For Anna Maria Corazza Bildt, a Swedish MEP with Italian roots, and fellow EPP member, Tajani did nothing wrong, because the proposed Italian budget had violated EU rules. "If you stand for the treaties, you are neutral," she said. "It is not at all a ceremonial job," she added.
Since 1987, the president has been welcomed to EU summits, where he or she delivers a speech giving the parliament's view.
However, the parliament president has to then leave the room when the real discussions begin. Thus, even journalists covering the summit often skip the press conference given by the parliament president.
At the summit in December 2018, EUobserver asked Tajani what he thought his influence was on EU leaders?
"I think the European Parliament's voice is heard, definitely," he replied. However, he also stressed that the summit was not really where the parliament exercised its influence.
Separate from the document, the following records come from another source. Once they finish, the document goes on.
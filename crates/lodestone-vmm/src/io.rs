//! Per-device I/O actors.
//!
//! Every address region a device exposes gets one [`IoHandler`].  Behind
//! the handler sits a worker thread that owns the device's [`IoOps`] and
//! drains a request queue one entry at a time, so all accesses to a region
//! are totally ordered without a lock around device state.  Different
//! handlers run in parallel.
//!
//! A VCPU thread calls [`IoHandler::submit`], which enqueues the access and
//! blocks until the worker replies:
//!
//! ```text
//!  VCPU thread                     worker thread
//!  ───────────                     ─────────────
//!  gate.acquire()
//!  submit(event, offset) ──req──▶  ops.read / ops.write
//!        │ (blocked)
//!        ◀──────────────reply────  send result
//!  gate.release()
//! ```
//!
//! The gate is held by the submitter, not the worker, so a paused device's
//! worker still answers save and restore requests.
//!
//! Values are masked to the access width before a write reaches the device
//! and after a read leaves it.

use std::io;
use std::sync::atomic::{AtomicBool, Ordering};
use std::sync::{Arc, Condvar, Mutex, MutexGuard, PoisonError};
use std::thread;

use crossbeam_channel::{Receiver, Sender};
use log::{debug, warn};
use serde_json::Value;
use thiserror::Error;

use crate::memory::MemoryRegion;
use crate::platform::PlatformError;
use crate::verified::io::{is_valid_access_size, normalize};
use crate::verified::pause::{PauseError, PauseState};

// ═══════════════════════════════════════════════════════════════════════
//  Events and operations
// ═══════════════════════════════════════════════════════════════════════

/// Which guest address space an access targets.
#[derive(Debug, Clone, Copy, PartialEq, Eq, Hash)]
pub enum IoSpace {
    Port,
    Memory,
}

/// One guest access, projected from either a PIO or an MMIO exit.
#[derive(Debug, Clone, Copy, PartialEq, Eq)]
pub struct IoEvent {
    /// Access width in bytes: 1, 2, 4 or 8.
    pub size: u8,
    /// Written value, or the read result once the access completes.
    pub data: u64,
    pub is_write: bool,
}

impl IoEvent {
    pub fn read(size: u8) -> Self {
        Self {
            size,
            data: 0,
            is_write: false,
        }
    }

    pub fn write(size: u8, data: u64) -> Self {
        Self {
            size,
            data,
            is_write: true,
        }
    }
}

/// What a device wants after handling a write.
#[derive(Debug, Clone, Copy, PartialEq, Eq)]
pub enum WriteOutcome {
    /// The write is complete; any doorbell bound to this address is torn
    /// down.
    Done,
    /// The write is complete and the device wants further writes of the
    /// same value delivered through a kernel doorbell.
    KeepDoorbell,
}

#[derive(Debug, Error)]
pub enum IoError {
    #[error("Invalid access size {0}")]
    InvalidSize(u8),

    #[error("{device}: access at offset {offset:#x} failed: {reason}")]
    Device {
        device: String,
        offset: u64,
        reason: String,
    },

    #[error("I/O handler {0} is no longer running")]
    HandlerGone(String),

    #[error("Failed to spawn I/O handler thread {name}: {source}")]
    Spawn {
        name: String,
        #[source]
        source: io::Error,
    },

    #[error("Failed to restore device state: {0}")]
    Restore(#[source] serde_json::Error),

    #[error(transparent)]
    Platform(#[from] PlatformError),
}

/// Register-level behaviour of one device region.
///
/// Offsets are relative to the start of the region.  Values passed to
/// `write` are already masked to `size` bytes; values returned from `read`
/// are masked by the caller.
pub trait IoOps: Send {
    fn read(&mut self, offset: u64, size: u8) -> Result<u64, IoError>;

    fn write(&mut self, offset: u64, size: u8, value: u64) -> Result<WriteOutcome, IoError>;

    /// Serialisable state, for devices that keep any.
    fn save(&self) -> Option<Value> {
        None
    }

    fn restore(&mut self, _state: &Value) -> Result<(), IoError> {
        Ok(())
    }
}

// ═══════════════════════════════════════════════════════════════════════
//  Device gate
// ═══════════════════════════════════════════════════════════════════════

#[derive(Debug, Default)]
struct GateState {
    pause: PauseState,
    in_flight: u32,
}

/// Two-tier pause gate around a device's operations.
///
/// [`IoHandler::submit`] brackets every access with [`DeviceGate::acquire`]
/// and [`DeviceGate::release`].  Once [`DeviceGate::pause`] returns, no access
/// is in flight and none starts until the gate is fully unpaused.
#[derive(Debug, Default)]
pub struct DeviceGate {
    state: Mutex<GateState>,
    changed: Condvar,
}

impl DeviceGate {
    fn lock(&self) -> MutexGuard<'_, GateState> {
        self.state.lock().unwrap_or_else(PoisonError::into_inner)
    }

    pub fn acquire(&self) {
        let mut state = self.lock();
        while state.pause.is_paused() {
            state = self
                .changed
                .wait(state)
                .unwrap_or_else(PoisonError::into_inner);
        }
        state.in_flight += 1;
    }

    pub fn release(&self) {
        let mut state = self.lock();
        state.in_flight = state.in_flight.saturating_sub(1);
        if state.in_flight == 0 {
            self.changed.notify_all();
        }
    }

    pub fn pause(&self, manual: bool) -> Result<(), PauseError> {
        let mut state = self.lock();
        state.pause = state.pause.pause(manual)?;
        while state.in_flight > 0 {
            state = self
                .changed
                .wait(state)
                .unwrap_or_else(PoisonError::into_inner);
        }
        Ok(())
    }

    pub fn unpause(&self, manual: bool) -> Result<(), PauseError> {
        let mut state = self.lock();
        state.pause = state.pause.unpause(manual)?;
        if !state.pause.is_paused() {
            self.changed.notify_all();
        }
        Ok(())
    }

    pub fn is_paused(&self) -> bool {
        self.lock().pause.is_paused()
    }
}

/// Identity and shared controls of one device instance.
#[derive(Debug)]
pub struct DeviceCore {
    pub name: String,
    pub driver: String,
    pub gate: DeviceGate,
    debug: AtomicBool,
}

impl DeviceCore {
    pub fn new(name: impl Into<String>, driver: impl Into<String>) -> Arc<Self> {
        Arc::new(Self {
            name: name.into(),
            driver: driver.into(),
            gate: DeviceGate::default(),
            debug: AtomicBool::new(false),
        })
    }

    pub fn is_debug(&self) -> bool {
        self.debug.load(Ordering::Relaxed)
    }

    pub fn set_debug(&self, on: bool) {
        self.debug.store(on, Ordering::Relaxed);
    }
}

// ═══════════════════════════════════════════════════════════════════════
//  Handlers
// ═══════════════════════════════════════════════════════════════════════

type IoReply = Result<(u64, WriteOutcome), IoError>;

enum Request {
    Io {
        event: IoEvent,
        offset: u64,
        reply: Sender<IoReply>,
    },
    Save {
        reply: Sender<Option<Value>>,
    },
    Restore {
        state: Value,
        reply: Sender<Result<(), IoError>>,
    },
}

/// Sending half of a worker's queue.  The worker exits once every handler
/// sharing it is dropped.
struct IoWorker {
    name: String,
    requests: Sender<Request>,
}

/// A device region bound to its worker.
///
/// Cloning is cheap and clones share the worker.  [`IoHandler::relocated`]
/// rebinds the same worker at a new address, which keeps accesses ordered
/// across a BAR move.
#[derive(Clone)]
pub struct IoHandler {
    region: MemoryRegion,
    device: Arc<DeviceCore>,
    worker: Arc<IoWorker>,
}

impl IoHandler {
    /// Starts a worker thread owning `ops` and returns a handler for
    /// `region`.
    pub fn spawn(
        device: Arc<DeviceCore>,
        region: MemoryRegion,
        ops: Box<dyn IoOps>,
    ) -> Result<Self, IoError> {
        let name = format!("io-{}@{:#x}", device.name, region.start);
        let (requests, queue) = crossbeam_channel::unbounded();
        let core = Arc::clone(&device);
        thread::Builder::new()
            .name(name.clone())
            .spawn(move || serve(core, ops, queue))
            .map_err(|source| IoError::Spawn {
                name: name.clone(),
                source,
            })?;
        Ok(Self {
            region,
            device,
            worker: Arc::new(IoWorker { name, requests }),
        })
    }

    pub fn region(&self) -> MemoryRegion {
        self.region
    }

    pub fn device(&self) -> &Arc<DeviceCore> {
        &self.device
    }

    /// The same worker, serving a region of the same size at `start`.
    pub fn relocated(&self, start: u64) -> Self {
        Self {
            region: MemoryRegion::new(start, self.region.size),
            device: Arc::clone(&self.device),
            worker: Arc::clone(&self.worker),
        }
    }

    /// `true` if both handlers serve the same region with the same worker.
    pub fn same_as(&self, other: &IoHandler) -> bool {
        self.region == other.region && Arc::ptr_eq(&self.worker, &other.worker)
    }

    /// Runs one access on the worker and waits for it to complete.
    ///
    /// For reads `event.data` receives the masked result.
    pub fn submit(&self, event: &mut IoEvent, offset: u64) -> Result<WriteOutcome, IoError> {
        self.device.gate.acquire();
        let result = self.round_trip(*event, offset);
        self.device.gate.release();
        let (data, outcome) = result?;
        event.data = data;
        Ok(outcome)
    }

    fn round_trip(&self, event: IoEvent, offset: u64) -> IoReply {
        let (reply, done) = crossbeam_channel::bounded(1);
        self.send(Request::Io {
            event,
            offset,
            reply,
        })?;
        done.recv().map_err(|_| self.gone())?
    }

    pub fn save_state(&self) -> Result<Option<Value>, IoError> {
        let (reply, done) = crossbeam_channel::bounded(1);
        self.send(Request::Save { reply })?;
        done.recv().map_err(|_| self.gone())
    }

    pub fn restore_state(&self, state: Value) -> Result<(), IoError> {
        let (reply, done) = crossbeam_channel::bounded(1);
        self.send(Request::Restore { state, reply })?;
        done.recv().map_err(|_| self.gone())?
    }

    fn send(&self, request: Request) -> Result<(), IoError> {
        self.worker.requests.send(request).map_err(|_| self.gone())
    }

    fn gone(&self) -> IoError {
        IoError::HandlerGone(self.worker.name.clone())
    }
}

impl std::fmt::Debug for IoHandler {
    fn fmt(&self, f: &mut std::fmt::Formatter<'_>) -> std::fmt::Result {
        f.debug_struct("IoHandler")
            .field("device", &self.device.name)
            .field("region", &self.region)
            .finish()
    }
}

fn serve(device: Arc<DeviceCore>, mut ops: Box<dyn IoOps>, queue: Receiver<Request>) {
    for request in queue {
        match request {
            Request::Io {
                mut event,
                offset,
                reply,
            } => {
                let result = execute(ops.as_mut(), &mut event, offset);

                if device.is_debug() {
                    match &result {
                        Ok(_) if event.is_write => debug!(
                            "{}: write {:#x} @ {offset:#x} [size: {}]",
                            device.name, event.data, event.size
                        ),
                        Ok(_) => debug!(
                            "{}: read {:#x} @ {offset:#x} [size: {}]",
                            device.name, event.data, event.size
                        ),
                        Err(e) => debug!("{}: access @ {offset:#x} failed: {e}", device.name),
                    }
                }
                // The submitter only goes away if its thread died.
                let _ = reply.send(result.map(|outcome| (event.data, outcome)));
            }
            Request::Save { reply } => {
                let _ = reply.send(ops.save());
            }
            Request::Restore { state, reply } => {
                let result = ops.restore(&state);
                if let Err(e) = &result {
                    warn!("{}: restore failed: {e}", device.name);
                }
                let _ = reply.send(result);
            }
        }
    }
    debug!("{}: I/O worker exiting", device.name);
}

fn execute(ops: &mut dyn IoOps, event: &mut IoEvent, offset: u64) -> Result<WriteOutcome, IoError> {
    if !is_valid_access_size(event.size) {
        return Err(IoError::InvalidSize(event.size));
    }
    if event.is_write {
        event.data = normalize(event.data, event.size);
        ops.write(offset, event.size, event.data)
    } else {
        event.data = normalize(ops.read(offset, event.size)?, event.size);
        Ok(WriteOutcome::Done)
    }
}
Rather, this is done in the so-called trilogues - negotiations on specific legislative files. "There is a legislative process, but that is not done here, is it? The concrete results you are asking about are in trilogues."
A man's job?
Most of the parliament presidents have come from one of the two largest groups, the centre-right EPP and centre-left Socialists & Democrats (S&D). Only two of 15 have been women - the most recent being the French centre-right's Nicole Fontaine (1999-2002).
And it is not even necessarily the most sought-after job in the parliament.
Centre-right German Jens Gieseke has been an MEP since 2014 for a constituency in Lower Saxony, as successor to former parliament president Pottering. But Gieseke does not desire the highest office per se, he told EUobserver.
He would rather serve as chairman of a parliament standing committee, of which there are some 22, on issues ranging from trade to fisheries.
"Perhaps it is even more interesting to be chair of a committee, with a real influence on a limited issue, than just to have the opening speech and to give the blessings," according to Gieseke.